## WHAT THE EXERCISE ASKS:
In the records below, find each line with the word "valid" and copy it.

....

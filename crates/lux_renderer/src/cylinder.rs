//! Finite cylinder primitive (lateral surface only, no caps).

use crate::Ray;
use lux_core::Material;
use lux_math::{normalize, Interval, Vec3};

/// Roots at or below this distance are treated as behind the ray origin.
pub const CYLINDER_EPSILON: f32 = 1e-6;

/// A cylinder starting at `center` and extending `height` along `axis`.
///
/// A hit is valid when the signed projection of the hit point onto the axis,
/// measured from the center, lies in `[0, height]`.
#[derive(Debug, Clone, Copy, PartialEq)]
pub struct Cylinder {
    center: Vec3,
    /// Unit length
    axis: Vec3,
    radius: f32,
    height: f32,
    material: Material,
}

impl Cylinder {
    /// Create a new cylinder. The axis is normalized here.
    pub fn new(center: Vec3, axis: Vec3, radius: f32, height: f32, material: Material) -> Self {
        Self {
            center,
            axis: normalize(axis),
            radius: radius.max(0.0),
            height: height.max(0.0),
            material,
        }
    }

    pub fn center(&self) -> Vec3 {
        self.center
    }

    pub fn axis(&self) -> Vec3 {
        self.axis
    }

    pub fn radius(&self) -> f32 {
        self.radius
    }

    pub fn height(&self) -> f32 {
        self.height
    }

    pub fn material(&self) -> &Material {
        &self.material
    }

    /// Signed distance of a point along the axis, measured from the center.
    #[inline]
    fn axial_projection(&self, point: Vec3) -> f32 {
        (point - self.center).dot(self.axis)
    }

    /// Nearest forward intersection with the lateral surface, if any.
    ///
    /// The ray and the origin offset are split into components parallel and
    /// perpendicular to the axis; the perpendicular distance is solved
    /// against the radius. Each root must be beyond [`CYLINDER_EPSILON`] and
    /// inside the height band; the smaller valid root wins.
    pub fn intersect(&self, ray: &Ray) -> Option<f32> {
        let d = ray.direction();
        let oc = ray.origin() - self.center;

        let d_par = d.dot(self.axis);
        let oc_par = oc.dot(self.axis);

        let a = d.length_squared() - d_par * d_par;
        // Ray parallel to the axis never meets the lateral surface
        if a <= f32::EPSILON {
            return None;
        }

        let b = 2.0 * (oc.dot(d) - oc_par * d_par);
        let c = oc.length_squared() - oc_par * oc_par - self.radius * self.radius;

        let discriminant = b * b - 4.0 * a * c;
        if discriminant < 0.0 {
            return None;
        }

        let sqrtd = discriminant.sqrt();
        let near = (-b - sqrtd) / (2.0 * a);
        let far = (-b + sqrtd) / (2.0 * a);

        let band = Interval::new(0.0, self.height);
        let valid = |t: f32| t > CYLINDER_EPSILON && band.contains(self.axial_projection(ray.at(t)));

        if valid(near) {
            Some(near)
        } else if valid(far) {
            Some(far)
        } else {
            None
        }
    }

    /// Outward radial unit normal at a point on the lateral surface.
    pub fn normal_at(&self, point: Vec3) -> Vec3 {
        let pc = point - self.center;
        normalize(pc - pc.dot(self.axis) * self.axis)
    }
}
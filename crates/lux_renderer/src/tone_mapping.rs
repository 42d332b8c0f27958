//! Global linear tone mapping.
//!
//! Radiance is divided by the largest channel value found anywhere in the
//! image, so nothing clips and relative brightness between pixels is kept.
//! The maximum starts at 1.0 so that images already in range are left as
//! they are.

use crate::Color;
use lux_math::{max_component, Interval};

/// Starting value of the running maximum.
pub const MAX_VALUE_SEED: f32 = 1.0;

/// Fold one color into the running maximum channel value.
#[inline]
pub fn accumulate_max(max_value: f32, color: Color) -> f32 {
    max_value.max(max_component(color))
}

/// Maximum channel value over `colors`, seeded at [`MAX_VALUE_SEED`].
pub fn max_radiance(colors: &[Color]) -> f32 {
    colors.iter().fold(MAX_VALUE_SEED, |max, c| accumulate_max(max, *c))
}

/// Map a linear color to 8-bit RGB by dividing by `max_value`.
///
/// Channels are clamped to [0, 1] after the division and truncated after
/// scaling by 255.
pub fn linear_tone_map(color: Color, max_value: f32) -> [u8; 3] {
    let scaled = color / max_value;
    let quantize = |c: f32| (Interval::UNIT.clamp(c) * 255.0) as u8;
    [quantize(scaled.x), quantize(scaled.y), quantize(scaled.z)]
}

/// Tone map a whole image into a packed row-major RGB8 buffer.
pub fn tone_map_pixels(pixels: &[Color], max_value: f32) -> Vec<u8> {
    let mut bytes = Vec::with_capacity(pixels.len() * 3);
    for color in pixels {
        bytes.extend_from_slice(&linear_tone_map(*color, max_value));
    }
    bytes
}
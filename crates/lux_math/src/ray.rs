use crate::{normalize, Vec3};

/// A ray in 3D space with an origin and a (near-)unit direction.
///
/// Primary rays are built once per pixel, secondary rays once per reflective
/// bounce or shadow query. A ray is never modified after construction.
#[derive(Debug, Copy, Clone, PartialEq)]
pub struct Ray {
    pub origin: Vec3,
    pub direction: Vec3,
}

impl Ray {
    /// Create a new ray. The direction is stored as given.
    pub fn new(origin: Vec3, direction: Vec3) -> Self {
        Self { origin, direction }
    }

    /// Create a ray whose direction is normalized first.
    ///
    /// A zero direction stays zero (see [`normalize`]).
    pub fn towards(origin: Vec3, direction: Vec3) -> Self {
        Self::new(origin, normalize(direction))
    }

    /// Get the origin point of the ray.
    #[inline]
    pub fn origin(&self) -> Vec3 {
        self.origin
    }

    /// Get the direction vector of the ray.
    #[inline]
    pub fn direction(&self) -> Vec3 {
        self.direction
    }

    /// Get the point along the ray at parameter t.
    ///
    /// Returns: origin + t * direction
    #[inline]
    pub fn at(&self, t: f32) -> Vec3 {
        self.origin + self.direction * t
    }
}
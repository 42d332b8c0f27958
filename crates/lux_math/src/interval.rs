/// A closed `f32` range: cylinder height bands and the displayable color
/// range.
#[derive(Debug, Clone, Copy, PartialEq)]
pub struct Interval {
    pub min: f32,
    pub max: f32,
}

impl Interval {
    /// [0, 1]
    pub const UNIT: Interval = Interval { min: 0.0, max: 1.0 };

    pub fn new(min: f32, max: f32) -> Self {
        Self { min, max }
    }

    /// Inclusive at both ends.
    pub fn contains(&self, x: f32) -> bool {
        self.min <= x && x <= self.max
    }

    pub fn clamp(&self, x: f32) -> f32 {
        x.clamp(self.min, self.max)
    }
}
//! Simple ray tracer example.
//!
//! Renders a small scene with a mirror sphere, a cylinder and a floor and
//! saves it in PPM format.

use lux_core::{write_ppm, Light, Material, PpmEncoding, RenderMode};
use lux_renderer::{render, Camera, Color, Cylinder, RenderConfig, Scene, Sphere, Triangle, Vec3};

fn main() {
    env_logger::Builder::from_default_env()
        .filter_level(log::LevelFilter::Info)
        .init();

    println!("Lux Ray Tracer - Simple Example");
    println!("===============================");

    let start = std::time::Instant::now();
    let scene = build_scene();
    println!("Scene built in {:?}", start.elapsed());

    // Set up camera
    let mut camera = Camera::new()
        .with_resolution(800, 450)
        .with_position(
            Vec3::new(0.0, 1.0, 4.0),  // look_from
            Vec3::new(0.0, 0.5, -1.0), // look_at
            Vec3::new(0.0, 1.0, 0.0),  // vup
        )
        .with_fov(40.0);
    camera.initialize();

    let config = RenderConfig {
        mode: RenderMode::Phong,
        max_bounces: 6,
    };

    println!(
        "Rendering {}x{} with {} bounces...",
        camera.image_width, camera.image_height, config.max_bounces
    );

    let start = std::time::Instant::now();
    let output = render(&camera, &scene, &config);
    println!("Rendered in {:?} (max radiance {:.3})", start.elapsed(), output.max_value);

    let filename = "output.ppm";
    write_ppm(filename, output.width, output.height, &output.rgb, PpmEncoding::Binary)
        .expect("Failed to save image");
    println!("Saved to {}", filename);
}

fn build_scene() -> Scene {
    let mut scene = Scene::new(Color::new(0.25, 0.25, 0.3));

    let plastic = |color: Color| {
        Material::diffuse(0.9, color).with_specular(0.3, 32.0, Color::ONE)
    };

    // Floor made of two triangles
    let floor = plastic(Color::new(0.6, 0.6, 0.6)).with_reflectivity(0.2);
    let (a, b, c, d) = (
        Vec3::new(-6.0, 0.0, 3.0),
        Vec3::new(6.0, 0.0, 3.0),
        Vec3::new(6.0, 0.0, -8.0),
        Vec3::new(-6.0, 0.0, -8.0),
    );
    scene.add(Triangle::new(a, b, c, floor));
    scene.add(Triangle::new(a, c, d, floor));

    // Mirror sphere in the middle, matte ones on the sides
    scene.add(Sphere::new(
        Vec3::new(0.0, 0.8, -1.5),
        0.8,
        plastic(Color::new(0.9, 0.9, 0.9)).with_reflectivity(0.8),
    ));
    scene.add(Sphere::new(
        Vec3::new(-1.8, 0.5, -1.0),
        0.5,
        plastic(Color::new(0.8, 0.3, 0.3)),
    ));

    // Upright cylinder
    scene.add(Cylinder::new(
        Vec3::new(1.7, 0.0, -1.2),
        Vec3::Y,
        0.35,
        1.4,
        plastic(Color::new(0.3, 0.4, 0.8)),
    ));

    scene.add_light(Light::point(Vec3::new(-3.0, 5.0, 3.0), Color::splat(0.8)));
    scene.add_light(Light::point(Vec3::new(3.0, 4.0, 1.0), Color::splat(0.5)));

    println!("Created {} primitives", scene.len());
    scene
}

....

## SOLVED PROBLEM:
/// A hit is valid when the signed projection of the hit point onto the axis,
    /// inside the height band; the smaller valid root wins.
        let valid = |t: f32| t > CYLINDER_EPSILON && band.contains(self.axial_projection(ray.at(t)));
        if valid(near) {
        } else if valid(far) {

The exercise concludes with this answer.